Problem — Please copy out the lines in the entries that contain "contains".

Information —
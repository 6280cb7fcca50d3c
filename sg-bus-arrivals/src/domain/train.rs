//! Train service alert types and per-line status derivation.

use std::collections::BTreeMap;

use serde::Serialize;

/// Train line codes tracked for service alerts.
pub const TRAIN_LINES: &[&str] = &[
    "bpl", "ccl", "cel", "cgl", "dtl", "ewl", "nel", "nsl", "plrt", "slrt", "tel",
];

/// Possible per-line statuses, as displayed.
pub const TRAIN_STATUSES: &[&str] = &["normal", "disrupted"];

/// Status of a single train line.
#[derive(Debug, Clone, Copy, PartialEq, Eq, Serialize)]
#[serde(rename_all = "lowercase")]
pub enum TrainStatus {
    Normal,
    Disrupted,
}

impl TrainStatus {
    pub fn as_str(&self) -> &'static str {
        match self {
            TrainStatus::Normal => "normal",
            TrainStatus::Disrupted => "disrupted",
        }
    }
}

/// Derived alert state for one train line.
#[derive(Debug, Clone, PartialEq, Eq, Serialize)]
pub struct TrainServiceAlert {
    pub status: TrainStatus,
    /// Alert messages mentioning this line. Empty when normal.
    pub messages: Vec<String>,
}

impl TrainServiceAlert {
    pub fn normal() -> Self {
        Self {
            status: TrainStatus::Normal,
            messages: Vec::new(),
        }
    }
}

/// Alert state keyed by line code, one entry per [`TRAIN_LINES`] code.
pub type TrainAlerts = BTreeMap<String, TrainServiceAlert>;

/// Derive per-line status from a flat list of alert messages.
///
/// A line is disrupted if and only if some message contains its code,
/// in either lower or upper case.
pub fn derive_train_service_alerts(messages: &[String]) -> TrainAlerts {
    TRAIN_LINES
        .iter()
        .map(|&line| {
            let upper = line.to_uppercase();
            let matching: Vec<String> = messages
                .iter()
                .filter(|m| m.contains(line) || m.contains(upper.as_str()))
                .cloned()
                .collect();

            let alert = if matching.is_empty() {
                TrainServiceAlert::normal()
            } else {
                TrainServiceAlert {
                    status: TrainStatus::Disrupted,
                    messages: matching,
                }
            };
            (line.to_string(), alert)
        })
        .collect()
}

Expected answer —
/// A line is disrupted if and only if some message contains its code,
                .filter(|m| m.contains(line) || m.contains(upper.as_str()))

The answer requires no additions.